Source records
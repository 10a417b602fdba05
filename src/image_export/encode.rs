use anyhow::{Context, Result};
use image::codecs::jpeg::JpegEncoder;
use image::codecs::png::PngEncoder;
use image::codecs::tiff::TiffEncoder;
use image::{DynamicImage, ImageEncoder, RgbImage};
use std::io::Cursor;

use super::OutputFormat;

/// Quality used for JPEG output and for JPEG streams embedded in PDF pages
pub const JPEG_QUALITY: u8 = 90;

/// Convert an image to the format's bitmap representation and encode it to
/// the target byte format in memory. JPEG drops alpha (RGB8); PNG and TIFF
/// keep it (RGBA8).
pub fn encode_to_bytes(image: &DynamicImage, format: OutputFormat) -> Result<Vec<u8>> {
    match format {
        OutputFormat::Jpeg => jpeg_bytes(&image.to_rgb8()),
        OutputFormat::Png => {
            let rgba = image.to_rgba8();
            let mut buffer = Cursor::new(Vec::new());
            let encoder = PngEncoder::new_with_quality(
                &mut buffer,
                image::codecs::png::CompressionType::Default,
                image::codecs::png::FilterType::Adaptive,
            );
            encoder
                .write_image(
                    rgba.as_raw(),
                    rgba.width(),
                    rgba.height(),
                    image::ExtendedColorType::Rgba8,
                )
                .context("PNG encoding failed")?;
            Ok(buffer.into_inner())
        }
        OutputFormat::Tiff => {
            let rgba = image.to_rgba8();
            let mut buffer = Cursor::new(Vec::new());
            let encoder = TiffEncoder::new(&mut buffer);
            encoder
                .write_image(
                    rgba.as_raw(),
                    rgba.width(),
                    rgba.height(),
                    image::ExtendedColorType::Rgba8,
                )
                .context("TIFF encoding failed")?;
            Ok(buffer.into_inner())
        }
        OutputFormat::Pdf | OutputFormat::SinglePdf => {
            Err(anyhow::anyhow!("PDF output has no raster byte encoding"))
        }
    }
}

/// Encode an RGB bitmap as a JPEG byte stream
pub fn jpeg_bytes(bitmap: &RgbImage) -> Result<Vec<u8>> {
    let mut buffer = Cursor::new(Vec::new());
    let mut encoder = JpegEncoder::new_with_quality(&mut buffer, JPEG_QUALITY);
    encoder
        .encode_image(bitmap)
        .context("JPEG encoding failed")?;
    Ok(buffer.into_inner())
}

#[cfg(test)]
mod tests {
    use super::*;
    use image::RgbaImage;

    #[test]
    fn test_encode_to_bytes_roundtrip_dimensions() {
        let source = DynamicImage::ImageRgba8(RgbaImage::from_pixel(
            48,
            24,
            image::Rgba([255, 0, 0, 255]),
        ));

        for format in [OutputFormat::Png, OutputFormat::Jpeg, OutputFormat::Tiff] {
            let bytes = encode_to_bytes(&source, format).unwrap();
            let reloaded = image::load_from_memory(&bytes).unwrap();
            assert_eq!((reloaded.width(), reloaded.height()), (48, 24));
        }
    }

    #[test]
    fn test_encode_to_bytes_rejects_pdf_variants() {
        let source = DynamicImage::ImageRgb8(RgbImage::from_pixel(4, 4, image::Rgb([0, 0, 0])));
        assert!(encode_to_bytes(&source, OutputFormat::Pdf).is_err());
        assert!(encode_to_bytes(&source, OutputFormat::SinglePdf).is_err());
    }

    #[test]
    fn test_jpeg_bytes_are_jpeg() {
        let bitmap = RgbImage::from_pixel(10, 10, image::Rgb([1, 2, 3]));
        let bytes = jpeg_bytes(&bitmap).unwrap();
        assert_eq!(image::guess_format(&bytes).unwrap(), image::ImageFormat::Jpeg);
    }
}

...

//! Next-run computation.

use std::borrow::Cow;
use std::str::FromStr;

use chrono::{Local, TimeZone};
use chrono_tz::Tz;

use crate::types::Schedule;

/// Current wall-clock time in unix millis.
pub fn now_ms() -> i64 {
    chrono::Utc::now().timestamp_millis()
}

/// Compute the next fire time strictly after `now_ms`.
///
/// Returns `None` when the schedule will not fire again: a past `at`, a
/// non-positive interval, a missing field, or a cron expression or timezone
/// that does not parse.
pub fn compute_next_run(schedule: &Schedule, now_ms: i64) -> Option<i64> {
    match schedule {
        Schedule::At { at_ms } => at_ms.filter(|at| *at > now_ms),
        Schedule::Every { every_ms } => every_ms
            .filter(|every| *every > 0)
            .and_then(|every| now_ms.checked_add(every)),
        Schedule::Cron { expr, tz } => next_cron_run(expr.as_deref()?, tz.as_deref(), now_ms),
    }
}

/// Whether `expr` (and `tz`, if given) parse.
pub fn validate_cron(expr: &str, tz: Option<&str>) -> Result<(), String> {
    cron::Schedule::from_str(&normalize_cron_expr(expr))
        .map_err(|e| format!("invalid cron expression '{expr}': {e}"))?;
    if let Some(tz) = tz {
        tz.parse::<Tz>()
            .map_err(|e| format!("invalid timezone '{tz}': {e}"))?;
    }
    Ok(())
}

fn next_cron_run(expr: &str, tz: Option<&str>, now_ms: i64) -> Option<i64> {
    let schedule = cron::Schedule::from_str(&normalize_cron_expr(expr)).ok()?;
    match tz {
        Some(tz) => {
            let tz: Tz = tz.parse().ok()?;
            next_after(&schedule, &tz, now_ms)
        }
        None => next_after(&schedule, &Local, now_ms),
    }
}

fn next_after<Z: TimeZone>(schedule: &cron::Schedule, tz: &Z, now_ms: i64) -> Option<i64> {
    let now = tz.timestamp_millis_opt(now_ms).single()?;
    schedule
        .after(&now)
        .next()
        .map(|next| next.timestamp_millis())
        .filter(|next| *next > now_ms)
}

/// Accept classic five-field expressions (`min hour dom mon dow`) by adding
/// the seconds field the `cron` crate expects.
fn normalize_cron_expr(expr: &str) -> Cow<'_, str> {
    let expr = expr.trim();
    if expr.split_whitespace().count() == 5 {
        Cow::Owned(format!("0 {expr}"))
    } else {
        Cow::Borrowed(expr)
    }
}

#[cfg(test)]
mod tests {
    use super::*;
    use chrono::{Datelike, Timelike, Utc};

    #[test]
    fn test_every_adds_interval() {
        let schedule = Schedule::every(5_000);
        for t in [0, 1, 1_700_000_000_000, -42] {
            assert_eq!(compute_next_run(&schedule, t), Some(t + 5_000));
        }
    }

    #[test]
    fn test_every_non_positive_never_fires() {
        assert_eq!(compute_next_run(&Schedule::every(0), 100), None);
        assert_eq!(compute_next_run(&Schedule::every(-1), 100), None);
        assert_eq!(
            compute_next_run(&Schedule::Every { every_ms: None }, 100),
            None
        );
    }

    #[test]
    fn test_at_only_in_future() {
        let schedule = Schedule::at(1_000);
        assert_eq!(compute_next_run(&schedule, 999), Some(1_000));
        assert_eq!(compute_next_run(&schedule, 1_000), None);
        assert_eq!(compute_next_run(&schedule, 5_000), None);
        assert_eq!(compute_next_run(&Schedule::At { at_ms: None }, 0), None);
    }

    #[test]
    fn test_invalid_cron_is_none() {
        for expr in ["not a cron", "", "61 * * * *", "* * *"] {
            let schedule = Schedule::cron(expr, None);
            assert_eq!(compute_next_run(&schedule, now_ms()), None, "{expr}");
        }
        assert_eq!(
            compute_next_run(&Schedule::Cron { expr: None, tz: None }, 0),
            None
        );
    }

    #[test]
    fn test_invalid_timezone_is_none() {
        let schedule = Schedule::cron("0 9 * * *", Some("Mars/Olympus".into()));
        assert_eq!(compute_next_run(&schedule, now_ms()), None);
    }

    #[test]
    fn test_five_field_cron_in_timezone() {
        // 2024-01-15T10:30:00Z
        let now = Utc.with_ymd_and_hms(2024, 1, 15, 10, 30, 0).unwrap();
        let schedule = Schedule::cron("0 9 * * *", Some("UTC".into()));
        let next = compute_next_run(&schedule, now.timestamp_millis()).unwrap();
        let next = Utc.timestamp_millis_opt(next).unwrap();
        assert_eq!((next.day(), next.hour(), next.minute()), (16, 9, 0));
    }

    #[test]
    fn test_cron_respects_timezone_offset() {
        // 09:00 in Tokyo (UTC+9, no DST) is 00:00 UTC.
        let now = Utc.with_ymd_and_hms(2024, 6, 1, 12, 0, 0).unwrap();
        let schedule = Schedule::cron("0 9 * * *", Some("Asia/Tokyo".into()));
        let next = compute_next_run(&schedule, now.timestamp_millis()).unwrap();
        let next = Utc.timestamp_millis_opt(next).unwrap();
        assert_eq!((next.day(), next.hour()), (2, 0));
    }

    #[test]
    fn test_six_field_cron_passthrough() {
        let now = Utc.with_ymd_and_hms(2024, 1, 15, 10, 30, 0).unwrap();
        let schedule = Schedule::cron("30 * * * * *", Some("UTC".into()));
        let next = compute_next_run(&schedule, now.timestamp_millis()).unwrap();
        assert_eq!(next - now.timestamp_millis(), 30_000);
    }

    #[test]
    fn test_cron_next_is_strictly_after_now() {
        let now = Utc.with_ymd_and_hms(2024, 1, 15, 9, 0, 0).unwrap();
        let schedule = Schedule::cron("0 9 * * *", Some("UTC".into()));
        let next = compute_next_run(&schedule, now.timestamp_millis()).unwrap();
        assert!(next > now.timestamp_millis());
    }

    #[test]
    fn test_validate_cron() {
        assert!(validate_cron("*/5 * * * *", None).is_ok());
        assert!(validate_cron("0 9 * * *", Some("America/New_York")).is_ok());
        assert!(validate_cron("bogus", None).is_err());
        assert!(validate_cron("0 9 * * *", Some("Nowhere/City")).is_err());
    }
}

--

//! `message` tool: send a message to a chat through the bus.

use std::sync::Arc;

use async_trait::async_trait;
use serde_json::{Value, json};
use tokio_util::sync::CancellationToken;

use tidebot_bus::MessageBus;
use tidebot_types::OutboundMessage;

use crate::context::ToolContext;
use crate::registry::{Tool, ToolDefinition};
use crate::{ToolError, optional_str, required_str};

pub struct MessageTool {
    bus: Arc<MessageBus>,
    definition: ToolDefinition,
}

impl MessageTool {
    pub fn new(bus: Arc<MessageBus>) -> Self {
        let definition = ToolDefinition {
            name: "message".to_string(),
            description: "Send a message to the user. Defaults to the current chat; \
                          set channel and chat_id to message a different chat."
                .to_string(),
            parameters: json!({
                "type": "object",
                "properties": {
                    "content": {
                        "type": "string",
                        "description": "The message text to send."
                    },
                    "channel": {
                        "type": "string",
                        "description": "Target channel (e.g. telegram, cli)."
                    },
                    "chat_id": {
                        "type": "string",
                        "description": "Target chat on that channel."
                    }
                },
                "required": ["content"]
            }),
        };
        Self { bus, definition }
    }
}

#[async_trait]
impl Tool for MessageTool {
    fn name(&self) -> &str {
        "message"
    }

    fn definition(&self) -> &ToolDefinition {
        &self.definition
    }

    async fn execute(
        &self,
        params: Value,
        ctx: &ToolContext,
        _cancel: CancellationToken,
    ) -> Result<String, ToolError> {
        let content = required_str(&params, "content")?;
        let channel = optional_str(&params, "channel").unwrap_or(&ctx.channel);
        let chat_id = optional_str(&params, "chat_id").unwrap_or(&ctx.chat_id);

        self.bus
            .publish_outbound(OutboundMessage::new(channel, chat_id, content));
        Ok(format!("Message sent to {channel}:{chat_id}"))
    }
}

-- The problem --
Working through the records above, establish how many lines contain the string "parse", and reply with the number by itself.

-- Exercise response --
4